Now I'm having other issues, an embarrassment of riches so to speak - the engine outputs far too much power to the wheels, WOT through first gear causes the tires to start spinning at around 4000-5000RPM and I can hear the distinct sound of engine mounts failing (clonk). I just replaced the transmission mount and apparently the others were all on the verge of failing.

So next on the list is definitely re-flashing the T5 to a more appropriate fuel map, right?
 
#19 ·
How long have you had the car?

Sounds like someone tuned out the torque limits in first (and likely second) gears or put in an MBC to control boost (same effect).

It doesn't take a lot more HP to break the front tires free in these, especially if you have a little left/right or front/back weight transfer going on.

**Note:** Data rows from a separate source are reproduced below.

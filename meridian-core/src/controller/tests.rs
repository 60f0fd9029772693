use heapless::Vec;
use meridian_nmea::SliceLine;

use super::*;
use crate::config::DebounceConfig;

const RMC_FIX: &[u8] =
    b"$GPRMC,220516,A,5133.82,N,00042.24,W,173.8,231.8,130694,004.2,W*70\r\n";
const RMC_BAD_CHECKSUM: &[u8] =
    b"$GPRMC,081836,A,3751.65,S,14507.36,E,000.0,360.0,130998,011.3,E*00\r\n";
const RMC_NO_TIME: &[u8] = b"$GPRMC,,V,,,,,,,,,,N*53\r\n";
/// Cold-start sentence without its line end, so copies decode back to back
const RMC_NO_TIME_BARE: &[u8] = b"$GPRMC,,V,,,,,,,,,,N*53";
const VTG: &[u8] = b"$GPVTG,360.0,T,348.7,M,000.0,N,000.0,K*43\r\n";

const BLANK: u8 = 0x0F;
const DP: u8 = 0x8F;

/// Ambient reading that is neither dark nor a button press
const ROOM_LIGHT: u8 = 128;

#[derive(Default)]
struct MockDisplay {
    registers: [u8; 16],
    writes: usize,
    intensity_writes: Vec<u8, 16>,
    init: Option<(u8, u8)>,
    fail: bool,
}

impl MockDisplay {
    fn digits(&self) -> [u8; 6] {
        core::array::from_fn(|i| self.registers[i + 1])
    }
}

impl DisplayDriver for MockDisplay {
    fn write_register(&mut self, address: u8, data: u8) -> Result<(), DisplayError> {
        if self.fail {
            return Err(DisplayError::Bus);
        }
        self.registers[address as usize] = data;
        self.writes += 1;
        Ok(())
    }

    fn init(&mut self, digits: u8, intensity: u8) -> Result<(), DisplayError> {
        self.init = Some((digits, intensity));
        Ok(())
    }

    fn set_intensity(&mut self, level: u8) -> Result<(), DisplayError> {
        self.intensity_writes.push(level).map_err(|_| DisplayError::Bus)
    }
}

#[derive(Default)]
struct MockStore {
    cells: [Option<u8>; 4],
    writes: usize,
    fail_writes: bool,
}

impl PersistentStore for MockStore {
    fn read(&mut self, address: u8) -> Result<u8, StoreError> {
        self.cells[address as usize].ok_or(StoreError::NotFound)
    }

    fn write(&mut self, address: u8, value: u8) -> Result<(), StoreError> {
        if self.fail_writes {
            return Err(StoreError::Flash);
        }
        self.cells[address as usize] = Some(value);
        self.writes += 1;
        Ok(())
    }
}

struct MockAnalog<'a> {
    samples: &'a [u8],
    next: usize,
}

impl AnalogInput for MockAnalog<'_> {
    fn read(&mut self) -> u8 {
        let sample = self.samples.get(self.next).copied().unwrap_or(ROOM_LIGHT);
        self.next += 1;
        sample
    }
}

/// Replays a poll script, then reports a timepulse forever
struct MockEvents<'a> {
    script: &'a [Option<LineEvent>],
    next: usize,
    clears: usize,
}

impl EventFlags for MockEvents<'_> {
    fn clear(&mut self) {
        self.clears += 1;
    }

    fn poll(&mut self) -> Option<LineEvent> {
        let event = self
            .script
            .get(self.next)
            .copied()
            .unwrap_or(Some(LineEvent::Timepulse));
        self.next += 1;
        event
    }
}

#[derive(Default)]
struct MockDelay {
    total_ns: u64,
}

impl DelayNs for MockDelay {
    fn delay_ns(&mut self, ns: u32) {
        self.total_ns += u64::from(ns);
    }
}

type TestClock<'a> = ClockController<
    SliceLine<'a>,
    MockDisplay,
    MockStore,
    MockAnalog<'a>,
    MockEvents<'a>,
    MockDelay,
    6,
>;

fn clock_with<'a>(
    serial: &'a [u8],
    analog: &'a [u8],
    events: &'a [Option<LineEvent>],
    stored_offset: Option<u8>,
    config: ClockConfig,
) -> TestClock<'a> {
    let mut store = MockStore::default();
    store.cells[TIMEZONE_OFFSET_ADDRESS as usize] = stored_offset;

    let io = ClockIo {
        serial: SliceLine::new(serial),
        display: MockDisplay::default(),
        store,
        analog: MockAnalog { samples: analog, next: 0 },
        events: MockEvents {
            script: events,
            next: 0,
            clears: 0,
        },
        delay: MockDelay::default(),
    };
    ClockController::new(io, config)
}

fn clock<'a>(
    serial: &'a [u8],
    analog: &'a [u8],
    events: &'a [Option<LineEvent>],
    stored_offset: Option<u8>,
) -> TestClock<'a> {
    clock_with(serial, analog, events, stored_offset, ClockConfig::default())
}

#[test]
fn test_start_loads_offset_and_shows_no_signal() {
    let mut c = clock(b"", &[], &[], Some(13));
    c.start().unwrap();

    assert_eq!(c.offset().hours(), 13);
    assert_eq!(c.io().display.init, Some((6, 12)));
    assert_eq!(c.io().display.digits(), [DP, BLANK, BLANK, BLANK, BLANK, BLANK]);
    assert_eq!(c.state(), State::Idle);
}

#[test]
fn test_unusable_stored_offset_loads_utc() {
    assert_eq!(clock(b"", &[], &[], Some(0x40)).offset(), TimezoneOffset::UTC);
    assert_eq!(clock(b"", &[], &[], None).offset(), TimezoneOffset::UTC);
}

#[test]
fn test_fix_committed_on_timepulse() {
    let mut c = clock(RMC_FIX, &[], &[], Some(13));

    let outcome = c.run_cycle().unwrap();
    assert_eq!(outcome, CycleOutcome::Committed(DecodeStatus::Success));

    // 22:05:16 UT, one second of latency, thirteen hours east
    assert_eq!(c.last_fix(), Some(TimeOfDay::new(11, 5, 17)));
    assert_eq!(c.io().display.digits(), [1, 1, 0, 5, 1, 7]);
    assert_eq!(c.state(), State::Idle);

    // Line end drained before the flags were armed
    assert!(c.io().serial.remaining().is_empty());
    assert_eq!(c.io().events.clears, 1);

    // A valid fix leaves the analog input alone
    assert_eq!(c.io().analog.next, 0);
}

#[test]
fn test_waits_for_edge() {
    let script = [None, None, None, Some(LineEvent::Timepulse)];
    let mut c = clock(RMC_FIX, &[], &script, None);

    assert_eq!(
        c.run_cycle().unwrap(),
        CycleOutcome::Committed(DecodeStatus::Success)
    );
    assert_eq!(c.io().events.next, 4);
    assert_eq!(c.io().display.digits(), [2, 2, 0, 5, 1, 7]);
}

#[test]
fn test_serial_activity_defers_frame() {
    let script = [Some(LineEvent::SerialActivity)];
    let mut c = clock(RMC_FIX, &[], &script, None);

    assert_eq!(c.run_cycle().unwrap(), CycleOutcome::Deferred);
    assert_eq!(c.io().display.writes, 0);
    assert_eq!(c.state(), State::Idle);
}

#[test]
fn test_unaligned_commits_immediately() {
    let config = ClockConfig {
        align_to_timepulse: false,
        latency_compensation_s: 0,
        ..ClockConfig::default()
    };
    let mut c = clock_with(RMC_FIX, &[], &[], None, config);

    assert_eq!(
        c.run_cycle().unwrap(),
        CycleOutcome::Committed(DecodeStatus::Success)
    );
    assert_eq!(c.io().display.digits(), [2, 2, 0, 5, 1, 6]);
    assert_eq!(c.io().events.clears, 0);
}

#[test]
fn test_no_signal_walks_decimal_point() {
    let mut serial = [0u8; 2 * RMC_NO_TIME.len()];
    serial[..RMC_NO_TIME.len()].copy_from_slice(RMC_NO_TIME);
    serial[RMC_NO_TIME.len()..].copy_from_slice(RMC_NO_TIME);

    let mut c = clock(&serial, &[], &[], None);
    c.start().unwrap();

    assert_eq!(
        c.run_cycle().unwrap(),
        CycleOutcome::Committed(DecodeStatus::NoSignal)
    );
    assert_eq!(c.io().display.digits(), [BLANK, DP, BLANK, BLANK, BLANK, BLANK]);

    // Only a valid fix drains the line end; the CR/LF left behind is no RMC
    assert_eq!(c.run_cycle().unwrap(), CycleOutcome::Skipped);
    assert_eq!(c.io().display.digits(), [BLANK, DP, BLANK, BLANK, BLANK, BLANK]);

    assert_eq!(
        c.run_cycle().unwrap(),
        CycleOutcome::Committed(DecodeStatus::NoSignal)
    );
    assert_eq!(c.io().display.digits(), [BLANK, BLANK, DP, BLANK, BLANK, BLANK]);

    // No timepulse wait for anything but a valid fix
    assert_eq!(c.io().events.clears, 0);
}

#[test]
fn test_decimal_point_wraps_after_last_digit() {
    let mut serial = [0u8; 6 * RMC_NO_TIME_BARE.len()];
    for chunk in serial.chunks_mut(RMC_NO_TIME_BARE.len()) {
        chunk.copy_from_slice(RMC_NO_TIME_BARE);
    }

    let mut c = clock(&serial, &[], &[], None);
    c.start().unwrap();
    for _ in 0..5 {
        assert_eq!(
            c.run_cycle().unwrap(),
            CycleOutcome::Committed(DecodeStatus::NoSignal)
        );
    }
    assert_eq!(c.io().display.digits(), [BLANK, BLANK, BLANK, BLANK, BLANK, DP]);

    c.run_cycle().unwrap();
    assert_eq!(c.io().display.digits(), [DP, BLANK, BLANK, BLANK, BLANK, BLANK]);
    assert_eq!(TestClock::DIGITS, 6);
}

#[test]
fn test_faults_show_error_codes() {
    let mut c = clock(RMC_BAD_CHECKSUM, &[], &[], None);
    assert_eq!(
        c.run_cycle().unwrap(),
        CycleOutcome::Committed(DecodeStatus::InvalidChecksum)
    );
    assert_eq!(c.io().display.digits(), [0x0B, 1, BLANK, BLANK, BLANK, BLANK]);

    // Silent line: the byte budget runs out
    let mut c = clock(b"", &[], &[], None);
    assert_eq!(
        c.run_cycle().unwrap(),
        CycleOutcome::Committed(DecodeStatus::BadFormat)
    );
    assert_eq!(c.io().display.digits(), [0x0B, 2, BLANK, BLANK, BLANK, BLANK]);
}

#[test]
fn test_other_sentences_skipped() {
    let mut c = clock(VTG, &[], &[], None);

    assert_eq!(c.run_cycle().unwrap(), CycleOutcome::Skipped);
    assert_eq!(c.io().display.writes, 0);
    assert_eq!(c.state(), State::Decoded(DecodeStatus::NoMatch));
    // Idle time still samples the analog input
    assert_eq!(c.io().analog.next, 1);
}

#[test]
fn test_intensity_written_only_on_change() {
    let mut serial = [0u8; 2 * RMC_NO_TIME_BARE.len()];
    serial[..RMC_NO_TIME_BARE.len()].copy_from_slice(RMC_NO_TIME_BARE);
    serial[RMC_NO_TIME_BARE.len()..].copy_from_slice(RMC_NO_TIME_BARE);

    let mut c = clock(&serial, &[250, 250], &[], None);
    for _ in 0..2 {
        assert_eq!(
            c.run_cycle().unwrap(),
            CycleOutcome::Committed(DecodeStatus::NoSignal)
        );
    }
    assert_eq!(c.io().analog.next, 2);

    assert_eq!(c.intensity(), 15);
    assert_eq!(c.io().display.intensity_writes.as_slice(), &[15]);
}

#[test]
fn test_held_button_advances_and_persists() {
    // Two full windows, then release
    let mut analog = [0u8; 41];
    analog[40] = ROOM_LIGHT;

    let mut c = clock(VTG, &analog, &[], Some(12));
    assert_eq!(c.run_cycle().unwrap(), CycleOutcome::Skipped);

    // 12 -> 13 -> -12
    assert_eq!(c.offset().hours(), -12);
    assert_eq!(c.io().store.cells[0], Some(0xF4));
    assert_eq!(c.io().store.writes, 1);
    assert_eq!(c.io().display.digits(), [0x0A, 1, 2, BLANK, BLANK, BLANK]);

    let interval_ms = DebounceConfig::default().sample_interval_ms as u64;
    assert_eq!(c.io().delay.total_ns, 40 * interval_ms * 1_000_000);
}

#[test]
fn test_short_press_ignored() {
    let mut c = clock(VTG, &[0, 0, 0, ROOM_LIGHT], &[], Some(3));
    c.run_cycle().unwrap();

    assert_eq!(c.offset().hours(), 3);
    assert_eq!(c.io().store.writes, 0);
    assert_eq!(c.io().display.writes, 0);
}

#[test]
fn test_display_failure_abandons_cycle() {
    let mut c = clock(RMC_NO_TIME, &[], &[], None);
    let mut io = c.into_io();
    io.display.fail = true;
    c = ClockController::new(io, ClockConfig::default());

    assert_eq!(c.run_cycle(), Err(ClockError::Display(DisplayError::Bus)));
    assert_eq!(c.state(), State::Idle);
}

#[test]
fn test_store_failure_reported() {
    let mut c = clock(VTG, &[0; 21], &[], None);
    let mut io = c.into_io();
    io.store.fail_writes = true;
    c = ClockController::new(io, ClockConfig::default());

    assert_eq!(c.run_cycle(), Err(ClockError::Store(StoreError::Flash)));
    // The new offset stays active for this session
    assert_eq!(c.offset().hours(), 1);
    assert_eq!(c.state(), State::Idle);
}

Even after suspension work, a little dampness on the road, or some tar on the asphalt, etc, and just a little extra HP tuned in can do it.
 
#20 ·
HI,
Im not quite following here- You say you put your car back together and its running real nice and strong... What repairs or work did you perform before re-assembly of head,etc?...

From what ive read and just experienced on my car, the camshaft timing marks will be slightly off, both showing slightly toward the firewall side of marks..

As Bob suggests, sounds like you may have a MBC installed on that car, or some other sort of tune/remap
 
#21 · (Edited)
Completely forgot to mention this somehow - this whole project started as a turbo swap from Garrett T25 to Mitsubishi TD04HL-15T 5cm^2. I've had this car since June 2014.

The second cylinder head I used had nice tight valves. The timing marks on the camshafts were a little towards the firewall side, but the cam sprocket marks were exactly perpendicular to the plane of the head surface.